__THE INPUT__
=== Begin Enclosure ===
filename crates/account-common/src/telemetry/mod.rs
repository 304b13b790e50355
//! Telemetry and tracing setup

mod tracing_setup;

pub use tracing_setup::{
    init_tracing, init_tracing_with_config, try_init_tracing, try_init_tracing_with_config,
    TracingConfig, TracingError,
};
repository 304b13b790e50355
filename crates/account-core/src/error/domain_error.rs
//! Domain errors - error types for the domain layer

use thiserror::Error;
use uuid::Uuid;

/// Domain layer errors
#[derive(Debug, Error)]
pub enum DomainError {
    // =========================================================================
    // Authentication Errors
    // =========================================================================
    #[error("Not authenticated")]
    NotAuthenticated,

    #[error("Invalid username or password")]
    AuthenticationFailed,

    #[error("Invalid token: {0}")]
    InvalidToken(String),

    #[error("Token has expired")]
    TokenExpired,

    #[error("Invalid refresh token")]
    InvalidRefreshToken,

    // =========================================================================
    // Authorization Errors
    // =========================================================================
    #[error("Access denied: {0} role required")]
    AccessDenied(String),

    // =========================================================================
    // Not Found / Gone Errors
    // =========================================================================
    #[error("User not found: {0}")]
    UserNotFound(Uuid),

    #[error("User already deleted: {0}")]
    AlreadyDeleted(Uuid),

    // =========================================================================
    // Conflict Errors
    // =========================================================================
    #[error("Username already in use: {0}")]
    UsernameExists(String),

    /// A session this unit removed was removed by another unit first
    #[error("Refresh session already consumed: {0}")]
    SessionConsumed(Uuid),

    // =========================================================================
    // Validation Errors
    // =========================================================================
    #[error("Validation error: {0}")]
    ValidationError(String),

    // =========================================================================
    // Infrastructure Errors (wrapped)
    // =========================================================================
    #[error("Database error: {0}")]
    DatabaseError(String),

    #[error("Internal error: {0}")]
    InternalError(String),
}

impl DomainError {
    /// Get an error code string for API responses
    pub fn code(&self) -> &'static str {
        match self {
            // Authentication
            Self::NotAuthenticated => "NOT_AUTHENTICATED",
            Self::AuthenticationFailed => "AUTHENTICATION_FAILED",
            Self::InvalidToken(_) => "INVALID_TOKEN",
            Self::TokenExpired => "TOKEN_EXPIRED",
            Self::InvalidRefreshToken => "INVALID_REFRESH_TOKEN",

            // Authorization
            Self::AccessDenied(_) => "ACCESS_DENIED",

            // Not Found / Gone
            Self::UserNotFound(_) => "USER_NOT_FOUND",
            Self::AlreadyDeleted(_) => "ALREADY_DELETED",

            // Conflict
            Self::UsernameExists(_) => "USERNAME_EXISTS",
            Self::SessionConsumed(_) => "SESSION_CONSUMED",

            // Validation
            Self::ValidationError(_) => "VALIDATION_ERROR",

            // Infrastructure
            Self::DatabaseError(_) => "DATABASE_ERROR",
            Self::InternalError(_) => "INTERNAL_ERROR",
        }
    }

    /// Check if this is a credential decoding failure (expired counts as invalid)
    pub fn is_token_error(&self) -> bool {
        matches!(self, Self::InvalidToken(_) | Self::TokenExpired)
    }

    /// Check if the caller failed to prove who they are
    pub fn is_authentication(&self) -> bool {
        matches!(
            self,
            Self::NotAuthenticated
                | Self::AuthenticationFailed
                | Self::InvalidRefreshToken
                | Self::InvalidToken(_)
                | Self::TokenExpired
        )
    }

    /// Check if this is an authorization error
    pub fn is_authorization(&self) -> bool {
        matches!(self, Self::AccessDenied(_))
    }

    /// Check if this is a "not found" error
    pub fn is_not_found(&self) -> bool {
        matches!(self, Self::UserNotFound(_))
    }

    /// Check if the target existed but is no longer live
    pub fn is_gone(&self) -> bool {
        matches!(self, Self::AlreadyDeleted(_))
    }

    /// Check if this is a conflict error
    pub fn is_conflict(&self) -> bool {
        matches!(self, Self::UsernameExists(_) | Self::SessionConsumed(_))
    }

    /// Check if this is a validation error
    pub fn is_validation(&self) -> bool {
        matches!(self, Self::ValidationError(_))
    }
}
=== End Enclosure ===
For each record above, give it again without a single change.

filename crates/account-common/src/telemetry/mod.rs
repository 304b13b790e50355
//! Telemetry and tracing setup

mod tracing_setup;

pub use tracing_setup::{
    init_tracing, init_tracing_with_config, try_init_tracing, try_init_tracing_with_config,
    TracingConfig, TracingError,
};
repository 304b13b790e50355
filename crates/account-core/src/error/domain_error.rs
//! Domain errors - error types for the domain layer

use thiserror::Error;
use uuid::Uuid;

/// Domain layer errors
#[derive(Debug, Error)]
pub enum DomainError {
    // =========================================================================
    // Authentication Errors
    // =========================================================================
    #[error("Not authenticated")]
    NotAuthenticated,

    #[error("Invalid username or password")]
    AuthenticationFailed,

    #[error("Invalid token: {0}")]
    InvalidToken(String),

    #[error("Token has expired")]
    TokenExpired,

    #[error("Invalid refresh token")]
    InvalidRefreshToken,

    // =========================================================================
    // Authorization Errors
    // =========================================================================
    #[error("Access denied: {0} role required")]
    AccessDenied(String),

    // =========================================================================
    // Not Found / Gone Errors
    // =========================================================================
    #[error("User not found: {0}")]
    UserNotFound(Uuid),

    #[error("User already deleted: {0}")]
    AlreadyDeleted(Uuid),

    // =========================================================================
    // Conflict Errors
    // =========================================================================
    #[error("Username already in use: {0}")]
    UsernameExists(String),

    /// A session this unit removed was removed by another unit first
    #[error("Refresh session already consumed: {0}")]
    SessionConsumed(Uuid),

    // =========================================================================
    // Validation Errors
    // =========================================================================
    #[error("Validation error: {0}")]
    ValidationError(String),

    // =========================================================================
    // Infrastructure Errors (wrapped)
    // =========================================================================
    #[error("Database error: {0}")]
    DatabaseError(String),

    #[error("Internal error: {0}")]
    InternalError(String),
}

impl DomainError {
    /// Get an error code string for API responses
    pub fn code(&self) -> &'static str {
        match self {
            // Authentication
            Self::NotAuthenticated => "NOT_AUTHENTICATED",
            Self::AuthenticationFailed => "AUTHENTICATION_FAILED",
            Self::InvalidToken(_) => "INVALID_TOKEN",
            Self::TokenExpired => "TOKEN_EXPIRED",
            Self::InvalidRefreshToken => "INVALID_REFRESH_TOKEN",

            // Authorization
            Self::AccessDenied(_) => "ACCESS_DENIED",

            // Not Found / Gone
            Self::UserNotFound(_) => "USER_NOT_FOUND",
            Self::AlreadyDeleted(_) => "ALREADY_DELETED",

            // Conflict
            Self::UsernameExists(_) => "USERNAME_EXISTS",
            Self::SessionConsumed(_) => "SESSION_CONSUMED",

            // Validation
            Self::ValidationError(_) => "VALIDATION_ERROR",

            // Infrastructure
            Self::DatabaseError(_) => "DATABASE_ERROR",
            Self::InternalError(_) => "INTERNAL_ERROR",
        }
    }

    /// Check if this is a credential decoding failure (expired counts as invalid)
    pub fn is_token_error(&self) -> bool {
        matches!(self, Self::InvalidToken(_) | Self::TokenExpired)
    }

    /// Check if the caller failed to prove who they are
    pub fn is_authentication(&self) -> bool {
        matches!(
            self,
            Self::NotAuthenticated
                | Self::AuthenticationFailed
                | Self::InvalidRefreshToken
                | Self::InvalidToken(_)
                | Self::TokenExpired
        )
    }

    /// Check if this is an authorization error
    pub fn is_authorization(&self) -> bool {
        matches!(self, Self::AccessDenied(_))
    }

    /// Check if this is a "not found" error
    pub fn is_not_found(&self) -> bool {
        matches!(self, Self::UserNotFound(_))
    }

    /// Check if the target existed but is no longer live
    pub fn is_gone(&self) -> bool {
        matches!(self, Self::AlreadyDeleted(_))
    }

    /// Check if this is a conflict error
    pub fn is_conflict(&self) -> bool {
        matches!(self, Self::UsernameExists(_) | Self::SessionConsumed(_))
    }

    /// Check if this is a validation error
    pub fn is_validation(&self) -> bool {
        matches!(self, Self::ValidationError(_))
    }
}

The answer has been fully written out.